Cuando escribo estas líneas desconozco el resultado del encuentro entre España y Holanda. Ni en este periódico ni en ninguno nos podemos permitir los articulistas el lujo de enviar un texto de opinión a las tantas de la noche salvo, como se dice habitualmente en el oficio, que se muera el Rey o resucite Franco. E incluso en esas circunstancias, lo dudo. Sin embargo, poco importa el desenlace de este primer encuentro de la Roja para lo que voy a comentar porque el jueves por la noche, zapeando tontamente a la hora de la cena, tuve la fortuna de ver por pura casualidad la jugada en el que un árbitro japonés le regaló un penalti a Brasil cuando la selección nacional de este país empataba su partido contra Croacia.

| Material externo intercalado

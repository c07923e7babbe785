//! Weighted distribution over the number of pre-solved cells
//!
//! The green count is a difficulty knob, so it lives in configuration rather than
//! code. Two presets exist: `standard` (4–7) and `gentle` (6–8).

use serde::{Deserialize, Serialize};
use std::ops::RangeInclusive;

/// One allowed green count and its relative weight
#[derive(Debug, Clone, Copy, PartialEq, Eq, Serialize, Deserialize)]
pub struct GreenWeight {
    pub greens: usize,
    pub weight: u32,
}

/// Discrete distribution sampled with a single PRNG draw
#[derive(Debug, Clone, PartialEq, Eq, Serialize, Deserialize)]
#[serde(transparent)]
pub struct GreenCountDistribution {
    weights: Vec<GreenWeight>,
}

impl GreenCountDistribution {
    #[must_use]
    pub const fn new(weights: Vec<GreenWeight>) -> Self {
        Self { weights }
    }

    /// 4–7 greens, centred on 6
    #[must_use]
    pub fn standard() -> Self {
        Self::from_pairs(&[(4, 1), (5, 3), (6, 4), (7, 2)])
    }

    /// 6–8 greens, centred on 7
    #[must_use]
    pub fn gentle() -> Self {
        Self::from_pairs(&[(6, 2), (7, 5), (8, 3)])
    }

    fn from_pairs(pairs: &[(usize, u32)]) -> Self {
        Self::new(
            pairs
                .iter()
                .map(|&(greens, weight)| GreenWeight { greens, weight })
                .collect(),
        )
    }

    #[must_use]
    pub fn weights(&self) -> &[GreenWeight] {
        &self.weights
    }

    /// Smallest and largest configured green count
    #[must_use]
    pub fn range(&self) -> Option<RangeInclusive<usize>> {
        let min = self.weights.iter().map(|w| w.greens).min()?;
        let max = self.weights.iter().map(|w| w.greens).max()?;
        Some(min..=max)
    }

    /// Map a draw in [0, 1) onto a green count
    ///
    /// Entries are walked in order, accumulating weight; the first entry whose
    /// cumulative share exceeds the draw wins. An empty distribution yields 0.
    #[must_use]
    pub fn sample(&self, draw: f64) -> usize {
        let total: u32 = self.weights.iter().map(|w| w.weight).sum();
        let target = draw * f64::from(total);

        let mut cumulative = 0u32;
        for entry in &self.weights {
            cumulative += entry.weight;
            if target < f64::from(cumulative) {
                return entry.greens;
            }
        }

        self.weights.last().map_or(0, |w| w.greens)
    }
}

impl Default for GreenCountDistribution {
    fn default() -> Self {
        Self::standard()
    }
}
//! Tracing subscriber setup for the CLI

use tracing_subscriber::{EnvFilter, layer::SubscriberExt, util::SubscriberInitExt};

/// Install the global subscriber
///
/// `RUST_LOG` wins when set; otherwise only warnings are shown, or debug output from
/// this crate with `verbose`. Logs go to stderr so they never mix with puzzle output.
pub fn init(verbose: bool) {
    let default = if verbose {
        "waffle_daily=debug"
    } else {
        "waffle_daily=warn"
    };
    let filter = EnvFilter::try_from_default_env().unwrap_or_else(|_| EnvFilter::new(default));

    tracing_subscriber::registry()
        .with(filter)
        .with(
            tracing_subscriber::fmt::layer()
                .with_writer(std::io::stderr)
                .with_target(false)
                .with_thread_ids(false)
                .with_file(false)
                .with_line_number(false)
                .compact(),
        )
        .init();
}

No entiendo de fútbol acaso porque nunca me ha apetecido entender. No es más inteligente hablar de política que del balompié, vaya eso por delante, pero comentar en la barra de un bareto -que es lo habitual- lo que hacen 22 tíos corriendo detrás de una bola de cuero para darle patadas -aunque los porteros no corren mucho, la verdad sea dicha-, amén de 60.000, 80.000 o incluso más de 100.000 alocados espectadores en las gradas aplaudiéndoles o abucheándolos, según toque, me parece una actividad de retrasados mentales, dicho sea con todos los respetos para los bobos de nacimiento, que también tienen derecho a la vida. Disfruto viendo un encuentro si juega la selección española o algún equipo significativo de este país porque el fútbol, inútil resulta negar la evidencia, posee una influencia social que llega más allá de los estadios. Veo esos partidos, pero no los comento.

Sí me adentro de vez en cuando en esa repercusión social del deporte en general y del fútbol concretamente, pues hoy toca hablar de fútbol. Un campeonato mundial más politizado que nunca porque piensan los brasileños económicamente desfavorecidos que se ha gastado demasiado dinero en organizar este acontecimiento. Lo piensan y tienen razón, amén de que no son los únicos en todo el mundo que comparten sus criterios. Si antes de empezar a rodar el balón los altercados en las calles han sido mayúsculos, me pregunto qué pasaría si al final el equipo nacional no se alzase con el triunfo. Razón de más para que el regalo nipón del jueves tal vez no sea el último.

El deporte como tal ha pasado a un segundo plano. Hoy lo que cuenta es el negocio. Por eso le dieron a Tokío -permítanme que escriba así el nombre de la capital japonesa, como lo hacía el inefable Camilo José Cela- una olimpiada que, con criterios técnicos en la mano -razones también de sensatez presupuestaria-, le hubiese correspondido a Madrid. Por eso también surgen aquí, allá y acullá tantos escándalos de sobornos, algunos de ellos sin necesidad de abandonar el terreno del llamado deporte rey.

Campeonato queda por delante para ver algunas cositas con importancia.